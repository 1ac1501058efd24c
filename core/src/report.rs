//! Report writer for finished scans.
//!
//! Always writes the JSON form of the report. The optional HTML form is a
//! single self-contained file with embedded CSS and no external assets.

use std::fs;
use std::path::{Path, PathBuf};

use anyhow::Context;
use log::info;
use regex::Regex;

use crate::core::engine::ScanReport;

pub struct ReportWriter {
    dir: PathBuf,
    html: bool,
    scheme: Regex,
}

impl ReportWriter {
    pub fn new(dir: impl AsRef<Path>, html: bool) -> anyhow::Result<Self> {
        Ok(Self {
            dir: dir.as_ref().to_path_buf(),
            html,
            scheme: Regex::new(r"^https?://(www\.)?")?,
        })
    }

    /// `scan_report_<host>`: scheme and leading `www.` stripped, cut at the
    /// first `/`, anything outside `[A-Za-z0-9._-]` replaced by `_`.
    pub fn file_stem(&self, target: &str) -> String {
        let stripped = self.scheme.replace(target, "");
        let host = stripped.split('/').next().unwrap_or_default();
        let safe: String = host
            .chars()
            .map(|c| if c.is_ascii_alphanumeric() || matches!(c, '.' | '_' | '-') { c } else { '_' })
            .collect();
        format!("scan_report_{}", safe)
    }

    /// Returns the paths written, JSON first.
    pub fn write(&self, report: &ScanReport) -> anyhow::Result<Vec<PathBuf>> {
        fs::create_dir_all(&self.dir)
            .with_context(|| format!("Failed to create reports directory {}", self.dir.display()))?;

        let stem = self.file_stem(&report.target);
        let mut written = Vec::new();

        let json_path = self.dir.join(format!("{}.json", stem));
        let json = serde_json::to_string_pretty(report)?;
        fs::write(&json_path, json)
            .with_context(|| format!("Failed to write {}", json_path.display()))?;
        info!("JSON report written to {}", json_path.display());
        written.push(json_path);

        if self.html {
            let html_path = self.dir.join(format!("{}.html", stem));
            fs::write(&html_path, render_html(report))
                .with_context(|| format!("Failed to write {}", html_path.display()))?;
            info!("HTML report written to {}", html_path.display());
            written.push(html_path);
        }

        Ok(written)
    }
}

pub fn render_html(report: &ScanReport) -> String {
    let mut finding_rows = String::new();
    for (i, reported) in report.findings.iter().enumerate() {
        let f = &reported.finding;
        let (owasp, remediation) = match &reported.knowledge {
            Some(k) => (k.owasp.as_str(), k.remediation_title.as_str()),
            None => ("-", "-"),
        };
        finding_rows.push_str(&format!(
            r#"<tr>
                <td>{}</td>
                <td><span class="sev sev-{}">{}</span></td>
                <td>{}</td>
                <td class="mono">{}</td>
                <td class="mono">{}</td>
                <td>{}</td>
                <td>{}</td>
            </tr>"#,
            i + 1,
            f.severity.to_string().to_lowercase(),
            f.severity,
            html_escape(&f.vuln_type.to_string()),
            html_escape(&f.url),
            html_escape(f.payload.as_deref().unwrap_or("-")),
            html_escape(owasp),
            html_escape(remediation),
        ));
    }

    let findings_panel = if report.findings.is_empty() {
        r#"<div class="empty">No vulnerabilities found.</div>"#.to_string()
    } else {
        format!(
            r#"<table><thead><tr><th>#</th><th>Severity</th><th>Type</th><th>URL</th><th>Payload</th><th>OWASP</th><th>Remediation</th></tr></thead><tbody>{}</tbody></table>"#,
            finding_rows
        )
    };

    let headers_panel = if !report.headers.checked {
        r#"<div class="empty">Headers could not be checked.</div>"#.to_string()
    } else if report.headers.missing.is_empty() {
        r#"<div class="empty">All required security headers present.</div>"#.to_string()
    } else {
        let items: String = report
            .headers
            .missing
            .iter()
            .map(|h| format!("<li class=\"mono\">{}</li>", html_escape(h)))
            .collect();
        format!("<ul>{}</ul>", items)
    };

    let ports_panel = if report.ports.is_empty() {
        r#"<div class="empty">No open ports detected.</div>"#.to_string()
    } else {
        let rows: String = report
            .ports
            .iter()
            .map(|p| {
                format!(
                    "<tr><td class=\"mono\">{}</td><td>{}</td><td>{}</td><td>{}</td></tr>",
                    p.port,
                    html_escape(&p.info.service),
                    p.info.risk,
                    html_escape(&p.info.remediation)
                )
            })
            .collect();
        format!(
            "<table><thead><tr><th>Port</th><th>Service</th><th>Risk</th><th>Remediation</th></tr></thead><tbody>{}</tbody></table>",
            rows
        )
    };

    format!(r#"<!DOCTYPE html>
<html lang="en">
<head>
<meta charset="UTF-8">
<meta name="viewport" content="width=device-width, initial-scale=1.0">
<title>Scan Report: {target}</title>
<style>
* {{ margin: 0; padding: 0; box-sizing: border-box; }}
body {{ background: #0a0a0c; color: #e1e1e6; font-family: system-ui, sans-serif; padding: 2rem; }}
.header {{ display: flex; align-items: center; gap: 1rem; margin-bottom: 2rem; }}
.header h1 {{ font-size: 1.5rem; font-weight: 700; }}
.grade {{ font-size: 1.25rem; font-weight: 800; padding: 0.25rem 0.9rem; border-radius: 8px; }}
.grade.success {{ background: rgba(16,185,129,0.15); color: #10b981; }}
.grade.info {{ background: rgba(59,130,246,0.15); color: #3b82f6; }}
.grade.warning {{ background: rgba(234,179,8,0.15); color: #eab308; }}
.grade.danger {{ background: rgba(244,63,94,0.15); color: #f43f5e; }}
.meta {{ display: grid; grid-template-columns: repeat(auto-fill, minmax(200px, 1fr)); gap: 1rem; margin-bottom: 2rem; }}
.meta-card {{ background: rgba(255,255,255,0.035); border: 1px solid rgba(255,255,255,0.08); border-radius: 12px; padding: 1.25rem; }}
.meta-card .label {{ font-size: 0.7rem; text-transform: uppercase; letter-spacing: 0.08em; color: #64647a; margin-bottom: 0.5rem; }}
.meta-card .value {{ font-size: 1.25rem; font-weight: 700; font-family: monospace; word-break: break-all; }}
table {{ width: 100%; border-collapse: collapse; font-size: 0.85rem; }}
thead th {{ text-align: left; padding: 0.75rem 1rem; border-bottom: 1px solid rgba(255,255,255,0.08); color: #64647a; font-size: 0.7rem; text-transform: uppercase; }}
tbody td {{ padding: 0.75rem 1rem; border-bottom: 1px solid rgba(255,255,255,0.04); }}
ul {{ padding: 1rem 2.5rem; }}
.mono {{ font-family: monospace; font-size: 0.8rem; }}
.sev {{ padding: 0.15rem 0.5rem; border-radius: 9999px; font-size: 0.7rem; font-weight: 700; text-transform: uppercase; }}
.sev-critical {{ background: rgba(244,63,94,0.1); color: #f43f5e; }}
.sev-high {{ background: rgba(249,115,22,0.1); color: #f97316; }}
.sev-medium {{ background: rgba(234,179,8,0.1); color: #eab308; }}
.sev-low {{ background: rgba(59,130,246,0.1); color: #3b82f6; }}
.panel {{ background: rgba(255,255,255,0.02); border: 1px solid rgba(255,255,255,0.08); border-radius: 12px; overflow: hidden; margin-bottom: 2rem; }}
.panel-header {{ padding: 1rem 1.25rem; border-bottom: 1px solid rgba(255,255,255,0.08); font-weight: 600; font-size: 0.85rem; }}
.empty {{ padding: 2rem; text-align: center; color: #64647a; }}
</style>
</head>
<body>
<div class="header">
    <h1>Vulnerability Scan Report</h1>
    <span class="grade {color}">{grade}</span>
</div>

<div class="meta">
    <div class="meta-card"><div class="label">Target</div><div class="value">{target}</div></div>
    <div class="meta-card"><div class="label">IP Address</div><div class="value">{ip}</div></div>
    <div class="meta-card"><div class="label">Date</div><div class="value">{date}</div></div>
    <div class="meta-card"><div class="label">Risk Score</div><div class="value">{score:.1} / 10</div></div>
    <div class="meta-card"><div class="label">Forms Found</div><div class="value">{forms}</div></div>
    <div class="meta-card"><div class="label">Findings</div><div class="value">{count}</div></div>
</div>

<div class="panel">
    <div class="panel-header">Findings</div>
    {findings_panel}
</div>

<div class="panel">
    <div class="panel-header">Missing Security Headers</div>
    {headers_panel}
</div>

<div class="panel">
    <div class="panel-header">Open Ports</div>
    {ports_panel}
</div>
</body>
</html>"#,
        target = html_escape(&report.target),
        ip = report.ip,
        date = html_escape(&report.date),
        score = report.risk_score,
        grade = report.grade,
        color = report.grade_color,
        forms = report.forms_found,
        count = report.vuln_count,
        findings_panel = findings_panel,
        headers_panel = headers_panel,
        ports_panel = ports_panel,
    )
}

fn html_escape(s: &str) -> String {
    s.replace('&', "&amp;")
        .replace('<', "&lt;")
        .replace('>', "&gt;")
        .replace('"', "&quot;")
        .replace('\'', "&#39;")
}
***
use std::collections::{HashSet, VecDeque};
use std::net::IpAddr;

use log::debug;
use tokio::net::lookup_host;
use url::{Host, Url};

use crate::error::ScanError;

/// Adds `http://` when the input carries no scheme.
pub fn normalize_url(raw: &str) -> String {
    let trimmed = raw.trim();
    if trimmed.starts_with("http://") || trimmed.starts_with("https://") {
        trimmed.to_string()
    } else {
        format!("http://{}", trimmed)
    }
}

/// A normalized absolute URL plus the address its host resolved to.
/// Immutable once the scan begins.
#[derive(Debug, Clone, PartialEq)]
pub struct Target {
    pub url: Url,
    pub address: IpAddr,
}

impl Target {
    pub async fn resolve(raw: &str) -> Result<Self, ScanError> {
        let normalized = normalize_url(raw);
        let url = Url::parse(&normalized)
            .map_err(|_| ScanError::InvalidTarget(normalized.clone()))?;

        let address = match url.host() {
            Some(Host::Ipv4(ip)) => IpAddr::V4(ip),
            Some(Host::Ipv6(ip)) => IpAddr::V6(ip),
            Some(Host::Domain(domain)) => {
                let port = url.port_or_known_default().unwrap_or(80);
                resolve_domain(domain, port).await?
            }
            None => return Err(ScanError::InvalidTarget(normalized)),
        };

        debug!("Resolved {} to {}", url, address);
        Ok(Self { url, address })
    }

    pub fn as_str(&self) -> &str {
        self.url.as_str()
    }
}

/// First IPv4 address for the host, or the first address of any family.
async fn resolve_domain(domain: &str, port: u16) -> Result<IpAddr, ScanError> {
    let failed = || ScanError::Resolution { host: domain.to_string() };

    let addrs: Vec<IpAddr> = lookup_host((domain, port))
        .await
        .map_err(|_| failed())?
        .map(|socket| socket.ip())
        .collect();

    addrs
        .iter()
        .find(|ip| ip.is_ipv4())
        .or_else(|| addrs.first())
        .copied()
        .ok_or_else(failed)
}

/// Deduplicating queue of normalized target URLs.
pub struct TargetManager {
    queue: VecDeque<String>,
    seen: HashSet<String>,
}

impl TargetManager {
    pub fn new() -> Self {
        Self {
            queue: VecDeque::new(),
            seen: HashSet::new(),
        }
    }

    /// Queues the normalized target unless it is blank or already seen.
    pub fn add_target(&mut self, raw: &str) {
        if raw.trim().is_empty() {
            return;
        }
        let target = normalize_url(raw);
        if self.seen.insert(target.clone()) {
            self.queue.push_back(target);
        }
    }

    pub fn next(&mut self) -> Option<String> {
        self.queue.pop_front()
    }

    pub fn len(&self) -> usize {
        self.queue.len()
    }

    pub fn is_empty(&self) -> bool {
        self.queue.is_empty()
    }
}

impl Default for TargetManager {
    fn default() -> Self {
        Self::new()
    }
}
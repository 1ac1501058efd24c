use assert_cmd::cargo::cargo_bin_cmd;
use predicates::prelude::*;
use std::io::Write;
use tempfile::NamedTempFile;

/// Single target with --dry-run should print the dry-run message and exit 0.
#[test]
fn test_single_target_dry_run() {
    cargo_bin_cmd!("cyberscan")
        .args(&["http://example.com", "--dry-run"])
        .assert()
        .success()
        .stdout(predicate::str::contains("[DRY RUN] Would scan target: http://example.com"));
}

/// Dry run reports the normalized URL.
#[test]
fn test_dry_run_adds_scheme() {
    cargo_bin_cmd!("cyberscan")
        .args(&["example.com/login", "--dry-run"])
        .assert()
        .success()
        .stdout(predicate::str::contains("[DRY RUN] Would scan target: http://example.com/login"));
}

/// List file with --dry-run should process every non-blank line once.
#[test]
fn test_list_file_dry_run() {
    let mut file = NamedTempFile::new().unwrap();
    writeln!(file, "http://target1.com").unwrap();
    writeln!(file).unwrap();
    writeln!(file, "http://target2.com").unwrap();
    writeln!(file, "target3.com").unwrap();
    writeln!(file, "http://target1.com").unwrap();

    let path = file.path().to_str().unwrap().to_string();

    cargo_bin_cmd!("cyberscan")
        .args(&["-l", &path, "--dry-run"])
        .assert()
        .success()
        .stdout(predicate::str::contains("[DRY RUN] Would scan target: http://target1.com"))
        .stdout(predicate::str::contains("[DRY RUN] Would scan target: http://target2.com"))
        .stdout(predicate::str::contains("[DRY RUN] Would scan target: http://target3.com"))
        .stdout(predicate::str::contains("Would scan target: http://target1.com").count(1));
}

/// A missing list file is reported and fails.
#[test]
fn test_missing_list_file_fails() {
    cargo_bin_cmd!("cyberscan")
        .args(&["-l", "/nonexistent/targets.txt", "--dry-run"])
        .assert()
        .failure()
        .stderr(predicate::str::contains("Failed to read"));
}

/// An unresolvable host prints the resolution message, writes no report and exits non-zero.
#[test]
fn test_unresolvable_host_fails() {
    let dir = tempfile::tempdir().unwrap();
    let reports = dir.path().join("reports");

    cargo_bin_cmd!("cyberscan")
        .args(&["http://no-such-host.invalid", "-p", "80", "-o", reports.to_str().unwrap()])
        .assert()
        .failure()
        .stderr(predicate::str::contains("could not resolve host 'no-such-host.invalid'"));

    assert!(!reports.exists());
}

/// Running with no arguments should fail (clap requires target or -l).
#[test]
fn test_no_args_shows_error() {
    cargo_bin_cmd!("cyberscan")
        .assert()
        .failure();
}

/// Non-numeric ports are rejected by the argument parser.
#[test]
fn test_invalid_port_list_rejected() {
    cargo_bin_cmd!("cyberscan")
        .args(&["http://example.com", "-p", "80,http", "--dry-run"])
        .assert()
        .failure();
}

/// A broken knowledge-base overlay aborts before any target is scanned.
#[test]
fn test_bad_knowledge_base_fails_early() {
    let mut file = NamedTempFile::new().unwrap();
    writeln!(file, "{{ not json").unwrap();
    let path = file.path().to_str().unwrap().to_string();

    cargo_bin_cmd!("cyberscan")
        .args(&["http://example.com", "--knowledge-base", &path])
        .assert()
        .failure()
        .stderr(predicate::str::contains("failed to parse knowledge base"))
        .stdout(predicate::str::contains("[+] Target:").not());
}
***
Only the count is wanted: report how many lines of the material above hold the word "Would".

## [TASK RESULT]
6